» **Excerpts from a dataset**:
---*---

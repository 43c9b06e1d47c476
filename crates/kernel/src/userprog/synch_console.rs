//! Thread-safe blocking console.
//!
//! Wraps the raw byte-at-a-time device: one lock serializes readers, one
//! serializes writers, and two semaphores carry the device's read-avail
//! and write-done completions back to the blocked requester.

use crate::kernel::Kernel;
use crate::machine::console::Console;
use crate::threads::lock::Lock;
use crate::threads::semaphore::Semaphore;

pub struct SynchConsole {
    console: Console,
    read_avail: Semaphore,
    write_done: Semaphore,
    lock_read: Lock,
    lock_write: Lock,
}

impl SynchConsole {
    pub fn new(console: Console) -> Self {
        Self {
            console,
            read_avail: Semaphore::new("read avail", 0),
            write_done: Semaphore::new("write done", 0),
            lock_read: Lock::new("read console"),
            lock_write: Lock::new("write console"),
        }
    }

    /// Write `buf`, one byte per device round trip.
    pub fn write(&self, k: &Kernel, buf: &[u8]) {
        self.lock_write.acquire(k);
        for &byte in buf {
            self.console.put_char(byte, || self.write_done.v(k));
            self.write_done.p(k);
        }
        self.lock_write.release(k);
    }

    /// Fill `buf`, one byte per device round trip.  End of input reads as
    /// NUL bytes.
    pub fn read(&self, k: &Kernel, buf: &mut [u8]) {
        self.lock_read.acquire(k);
        for byte in buf.iter_mut() {
            self.console.fetch_char(|| self.read_avail.v(k));
            self.read_avail.p(k);
            *byte = self.console.get_char();
        }
        self.lock_read.release(k);
    }
}
//! Counting semaphore.
//!
//! The one primitive that touches the interrupt gate directly; locks,
//! condition variables and channels are all built above it.  Waiters queue
//! and wake in FIFO order.

use std::collections::VecDeque;
use std::sync::Arc;

use log::trace;

use crate::kernel::Kernel;
use crate::machine::interrupt::IntLevel;
use crate::threads::thread::{self, Thread, ThreadState};

struct SemaphoreState {
    count: usize,
    queue: VecDeque<Arc<Thread>>,
}

pub struct Semaphore {
    name: String,
    state: spin::Mutex<SemaphoreState>,
}

impl Semaphore {
    pub fn new(name: &str, initial: usize) -> Self {
        Self {
            name: name.to_owned(),
            state: spin::Mutex::new(SemaphoreState {
                count: initial,
                queue: VecDeque::new(),
            }),
        }
    }

    pub fn name(&self) -> &str {
        &self.name
    }

    /// Wait: block while the count is zero, then take one unit.
    pub fn p(&self, k: &Kernel) {
        self.wait(k, false);
    }

    /// `p` for a waiter that has donated its priority to the holder of the
    /// lock built on this semaphore.
    pub fn pp(&self, k: &Kernel) {
        self.wait(k, true);
    }

    fn wait(&self, k: &Kernel, donating: bool) {
        let old_level = k.interrupt.set_level(IntLevel::Off);
        loop {
            let mut state = self.state.lock();
            if state.count > 0 {
                state.count -= 1;
                break;
            }
            let current = k.current_thread();
            if donating || k.config.semaphore_test {
                trace!(target: "threads",
                    "thread \"{}\" waiting on \"{}\"{}",
                    current.name(),
                    self.name,
                    if donating { " (priority donated)" } else { "" });
            }
            current.set_state(ThreadState::Blocked);
            state.queue.push_back(Arc::clone(&current));
            drop(state);
            thread::sleep_current(k);
        }
        k.interrupt.set_level(old_level);
    }

    /// Signal: wake the longest waiter, if any, and return one unit.
    pub fn v(&self, k: &Kernel) {
        let old_level = k.interrupt.set_level(IntLevel::Off);
        let woken = {
            let mut state = self.state.lock();
            state.count += 1;
            state.queue.pop_front()
        };
        if let Some(thread) = woken {
            if k.config.semaphore_test {
                trace!(target: "threads",
                    "semaphore \"{}\" waking thread \"{}\"", self.name, thread.name());
            }
            k.scheduler.ready_to_run(thread);
        }
        k.interrupt.set_level(old_level);
    }
}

---*---

» **Action item**:
Within the entries, find all lines that contain "initial" and copy each one.

» **Answer**:
    pub fn new(name: &str, initial: usize) -> Self {
                count: initial,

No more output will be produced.